Within the data below, how many lines contain "docs"? Reply with the number only.
┄┄┄┄┄┄┄┄┄┄
//! Hashing - SHA-256 Digests Of Produced Files
//!
//! Lets the host compare the output of repeated runs.

use serde::{Deserialize, Serialize};
use sha2::{Digest, Sha256};
use std::fs;
use std::io;
use std::path::{Path, PathBuf};

/// Compute SHA-256 hash of bytes, return hex string
pub fn sha256_hex(data: &[u8]) -> String {
    let mut hasher = Sha256::new();
    hasher.update(data);
    hex::encode(hasher.finalize())
}

#[derive(Debug, Clone, Serialize, Deserialize, PartialEq, Eq)]
pub struct FileDigest {
    pub path: PathBuf,
    pub sha256: String,
    pub size: u64,
}

impl FileDigest {
    pub fn of(path: &Path) -> io::Result<Self> {
        let data = fs::read(path)?;
        Ok(Self {
            path: path.to_path_buf(),
            sha256: sha256_hex(&data),
            size: data.len() as u64,
        })
    }
}

mod hex {
    pub fn encode(bytes: impl AsRef<[u8]>) -> String {
        bytes.as_ref().iter().map(|b| format!("{:02x}", b)).collect()
    }
}
//! Validation System - Category Checks And Token Policy
//!
//! Each category check produces a value plus structured violations.
//! Policy decides which violations block generation.

use serde::{Deserialize, Serialize};
use std::collections::HashSet;
use std::fmt;
use std::path::{Path, PathBuf};
use thiserror::Error;

use crate::options::{GenerationParameters, GenerationRequest, OutputFormat, SpecVersion};

#[derive(Debug, Clone, Copy, Serialize, Deserialize, PartialEq, Eq)]
#[serde(rename_all = "snake_case")]
pub enum ViolationSeverity {
    Error,
    Warning,
}

#[derive(Debug, Clone, Copy, Serialize, Deserialize, PartialEq, Eq)]
#[serde(rename_all = "snake_case")]
pub enum ValidationCategory {
    AssemblyPaths,
    DocumentationPaths,
    OutputPath,
    SpecVersion,
    OutputFormat,
}

impl fmt::Display for ValidationCategory {
    fn fmt(&self, f: &mut fmt::Formatter<'_>) -> fmt::Result {
        let name = match self {
            Self::AssemblyPaths => "assembly paths",
            Self::DocumentationPaths => "documentation paths",
            Self::OutputPath => "output path",
            Self::SpecVersion => "spec version",
            Self::OutputFormat => "output format",
        };
        f.write_str(name)
    }
}

#[derive(Debug, Clone, Serialize, Deserialize)]
pub struct ValidationViolation {
    pub category: ValidationCategory,
    pub severity: ViolationSeverity,
    pub message: String,
    /// The offending path or token.
    pub actual: Option<String>,
    pub remediation: Vec<String>,
}

/// Outcome of one category check: the best value available plus whatever
/// went wrong. `value` is always usable, even when `ok()` is false.
#[derive(Debug, Clone)]
pub struct Validated<T> {
    pub value: T,
    pub violations: Vec<ValidationViolation>,
}

impl<T> Validated<T> {
    pub fn ok(&self) -> bool {
        self.violations.is_empty()
    }
}

/// Returned when a category blocks generation.
#[derive(Debug, Clone, Error, Serialize, Deserialize)]
#[error("Invalid {category}: {}", summarize(.violations))]
pub struct ValidationReport {
    pub category: ValidationCategory,
    pub violations: Vec<ValidationViolation>,
}

fn summarize(violations: &[ValidationViolation]) -> String {
    violations
        .iter()
        .map(|v| match &v.actual {
            Some(actual) => format!("{} ({})", v.message, actual),
            None => v.message.clone(),
        })
        .collect::<Vec<_>>()
        .join("; ")
}

/// What to do with a spec version or output format token nobody recognizes.
#[derive(Debug, Clone, Copy, Default, Serialize, Deserialize, PartialEq, Eq)]
#[serde(rename_all = "lowercase")]
pub enum TokenPolicy {
    /// Block generation.
    #[default]
    Reject,
    /// Proceed with the default value and keep a warning on the request.
    Fallback,
}

// --- Category Checks ---

pub fn validate_assembly_paths(paths: &[PathBuf]) -> Validated<Vec<PathBuf>> {
    validate_existing_files(paths, ValidationCategory::AssemblyPaths, "Assembly file not found")
}

pub fn validate_documentation_paths(paths: &[PathBuf]) -> Validated<Vec<PathBuf>> {
    validate_existing_files(
        paths,
        ValidationCategory::DocumentationPaths,
        "Documentation file not found",
    )
}

fn validate_existing_files(
    paths: &[PathBuf],
    category: ValidationCategory,
    message: &str,
) -> Validated<Vec<PathBuf>> {
    let mut seen = HashSet::new();
    let mut value = vec![];
    let mut violations = vec![];

    for path in paths {
        if !seen.insert(path.clone()) {
            continue;
        }
        if path.is_file() {
            value.push(path.clone());
        } else {
            violations.push(ValidationViolation {
                category,
                severity: ViolationSeverity::Error,
                message: message.to_string(),
                actual: Some(path.display().to_string()),
                remediation: vec!["Check that the path exists and names a regular file".to_string()],
            });
        }
    }

    Validated { value, violations }
}

pub fn validate_output_path(requested: Option<&Path>, fallback: &Path) -> Validated<PathBuf> {
    let resolved = match requested {
        Some(p) if !p.as_os_str().is_empty() => p.to_path_buf(),
        _ => fallback.to_path_buf(),
    };

    let violations = if resolved.as_os_str().is_empty() {
        vec![ValidationViolation {
            category: ValidationCategory::OutputPath,
            severity: ViolationSeverity::Error,
            message: "No output directory given and no fallback available".to_string(),
            actual: None,
            remediation: vec!["Pass an output directory explicitly".to_string()],
        }]
    } else {
        vec![]
    };

    Validated { value: resolved, violations }
}

pub fn validate_spec_version(token: &str) -> Validated<SpecVersion> {
    match SpecVersion::from_token(token) {
        Some(value) => Validated { value, violations: vec![] },
        None => Validated {
            value: SpecVersion::V3,
            violations: vec![ValidationViolation {
                category: ValidationCategory::SpecVersion,
                severity: ViolationSeverity::Error,
                message: "Unrecognized OpenAPI spec version".to_string(),
                actual: Some(token.to_string()),
                remediation: vec!["Use \"2.0\" or \"3.0\"".to_string()],
            }],
        },
    }
}

pub fn validate_output_format(token: &str) -> Validated<OutputFormat> {
    match OutputFormat::from_token(token) {
        Some(value) => Validated { value, violations: vec![] },
        None => Validated {
            value: OutputFormat::Json,
            violations: vec![ValidationViolation {
                category: ValidationCategory::OutputFormat,
                severity: ViolationSeverity::Error,
                message: "Unrecognized output format".to_string(),
                actual: Some(token.to_string()),
                remediation: vec!["Use \"JSON\" or \"YAML\"".to_string()],
            }],
        },
    }
}

/// Runs the category checks in order and applies policy.
#[derive(Debug, Clone, Copy, Default)]
pub struct InputValidator {
    token_policy: TokenPolicy,
}

impl InputValidator {
    pub fn new() -> Self {
        Self::default()
    }

    pub fn with_token_policy(token_policy: TokenPolicy) -> Self {
        Self { token_policy }
    }

    pub fn token_policy(&self) -> TokenPolicy {
        self.token_policy
    }

    /// Stops at the first category that blocks; later categories are not
    /// checked.
    pub fn validate(
        &self,
        params: &GenerationParameters,
        fallback_output_dir: &Path,
    ) -> Result<GenerationRequest, ValidationReport> {
        let mut warnings = vec![];

        let assemblies = validate_assembly_paths(&params.assembly_paths);
        block(ValidationCategory::AssemblyPaths, assemblies.violations)?;

        let docs = validate_documentation_paths(&params.documentation_paths);
        block(ValidationCategory::DocumentationPaths, docs.violations)?;

        let output = validate_output_path(params.output_dir.as_deref(), fallback_output_dir);
        block(ValidationCategory::OutputPath, output.violations)?;

        let version = validate_spec_version(&params.spec_version);
        warnings.extend(self.apply_token_policy(ValidationCategory::SpecVersion, version.violations)?);

        let format = validate_output_format(&params.format);
        warnings.extend(self.apply_token_policy(ValidationCategory::OutputFormat, format.violations)?);

        Ok(GenerationRequest {
            document_version: params.document_version.clone(),
            assembly_paths: assemblies.value,
            documentation_paths: docs.value,
            description: params.description.clone(),
            output_dir: output.value,
            spec_version: version.value,
            file_prefix: params.file_prefix.clone(),
            format: format.value,
            warnings,
        })
    }

    fn apply_token_policy(
        &self,
        category: ValidationCategory,
        violations: Vec<ValidationViolation>,
    ) -> Result<Vec<ValidationViolation>, ValidationReport> {
        match self.token_policy {
            TokenPolicy::Reject => block(category, violations).map(|_| vec![]),
            TokenPolicy::Fallback => Ok(violations
                .into_iter()
                .map(|v| ValidationViolation { severity: ViolationSeverity::Warning, ..v })
                .collect()),
        }
    }
}

fn block(
    category: ValidationCategory,
    violations: Vec<ValidationViolation>,
) -> Result<(), ValidationReport> {
    if violations.iter().any(|v| v.severity == ViolationSeverity::Error) {
        Err(ValidationReport { category, violations })
    } else {
        Ok(())
    }
}

#[cfg(test)]
mod tests {
    use super::*;
    use std::fs;
    use tempfile::TempDir;

    fn touch(dir: &TempDir, name: &str) -> PathBuf {
        let path = dir.path().join(name);
        fs::write(&path, b"x").unwrap();
        path
    }

    fn params(dir: &TempDir) -> GenerationParameters {
        GenerationParameters {
            document_version: "V1".to_string(),
            assembly_paths: vec![touch(dir, "Api.dll")],
            documentation_paths: vec![touch(dir, "Api.xml")],
            ..Default::default()
        }
    }

    #[test]
    fn test_missing_path_keeps_existing_subset() {
        let dir = TempDir::new().unwrap();
        let good = touch(&dir, "a.dll");
        let missing = dir.path().join("missing.dll");
        let also_missing = dir.path().join("gone.dll");

        let result = validate_assembly_paths(&[missing.clone(), good.clone(), also_missing]);
        assert!(!result.ok());
        assert_eq!(result.value, vec![good]);
        assert_eq!(result.violations.len(), 2);
        assert_eq!(result.violations[0].actual.as_deref(), Some(missing.display().to_string().as_str()));
    }

    #[test]
    fn test_directory_is_not_a_file() {
        let dir = TempDir::new().unwrap();
        let result = validate_documentation_paths(&[dir.path().to_path_buf()]);
        assert!(!result.ok());
        assert!(result.value.is_empty());
    }

    #[test]
    fn test_duplicate_paths_collapse() {
        let dir = TempDir::new().unwrap();
        let a = touch(&dir, "a.xml");
        let b = touch(&dir, "b.xml");
        let result = validate_documentation_paths(&[b.clone(), a.clone(), b.clone()]);
        assert!(result.ok());
        assert_eq!(result.value, vec![b, a]);
    }

    #[test]
    fn test_output_path_fallback() {
        let fallback = Path::new("/fallback");
        assert_eq!(validate_output_path(Some(Path::new("/out")), fallback).value, PathBuf::from("/out"));
        assert_eq!(validate_output_path(Some(Path::new("")), fallback).value, PathBuf::from("/fallback"));
        assert_eq!(validate_output_path(None, fallback).value, PathBuf::from("/fallback"));
        assert!(!validate_output_path(None, Path::new("")).ok());
    }

    #[test]
    fn test_unknown_tokens_default_even_on_failure() {
        let version = validate_spec_version("4.2");
        assert!(!version.ok());
        assert_eq!(version.value, SpecVersion::V3);

        let format = validate_output_format("toml");
        assert!(!format.ok());
        assert_eq!(format.value, OutputFormat::Json);

        assert_eq!(validate_spec_version("2.0").value, SpecVersion::V2);
        assert_eq!(validate_output_format("Yaml").value, OutputFormat::Yaml);
    }

    #[test]
    fn test_valid_parameters_build_request() {
        let dir = TempDir::new().unwrap();
        let mut p = params(&dir);
        p.spec_version = "2.0".to_string();
        p.format = "yaml".to_string();

        let request = InputValidator::new().validate(&p, dir.path()).unwrap();
        assert_eq!(request.spec_version, SpecVersion::V2);
        assert_eq!(request.format, OutputFormat::Yaml);
        assert_eq!(request.output_dir, dir.path());
        assert_eq!(request.file_prefix, "OpenApiDocument");
        assert!(request.warnings.is_empty());
    }

    #[test]
    fn test_first_failing_category_short_circuits() {
        let dir = TempDir::new().unwrap();
        let mut p = params(&dir);
        p.documentation_paths.push(dir.path().join("nope.xml"));
        p.spec_version = "9".to_string();

        let report = InputValidator::new().validate(&p, dir.path()).unwrap_err();
        assert_eq!(report.category, ValidationCategory::DocumentationPaths);
        assert_eq!(report.violations.len(), 1);
        assert!(report.to_string().contains("nope.xml"));
    }

    #[test]
    fn test_reject_policy_blocks_unknown_format() {
        let dir = TempDir::new().unwrap();
        let mut p = params(&dir);
        p.format = "xml".to_string();

        let report = InputValidator::new().validate(&p, dir.path()).unwrap_err();
        assert_eq!(report.category, ValidationCategory::OutputFormat);
    }

    #[test]
    fn test_fallback_policy_proceeds_with_defaults() {
        let dir = TempDir::new().unwrap();
        let mut p = params(&dir);
        p.spec_version = "1.2".to_string();
        p.format = "xml".to_string();

        let validator = InputValidator::with_token_policy(TokenPolicy::Fallback);
        let request = validator.validate(&p, dir.path()).unwrap();
        assert_eq!(request.spec_version, SpecVersion::V3);
        assert_eq!(request.format, OutputFormat::Json);
        assert_eq!(request.warnings.len(), 2);
        assert!(request.warnings.iter().all(|w| w.severity == ViolationSeverity::Warning));
    }

    #[test]
    fn test_fallback_policy_still_blocks_bad_paths() {
        let dir = TempDir::new().unwrap();
        let mut p = params(&dir);
        p.assembly_paths = vec![dir.path().join("missing.dll")];

        let validator = InputValidator::with_token_policy(TokenPolicy::Fallback);
        let report = validator.validate(&p, dir.path()).unwrap_err();
        assert_eq!(report.category, ValidationCategory::AssemblyPaths);
    }
}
┄┄┄┄┄┄┄┄┄┄
REPLY TO THE TASK
3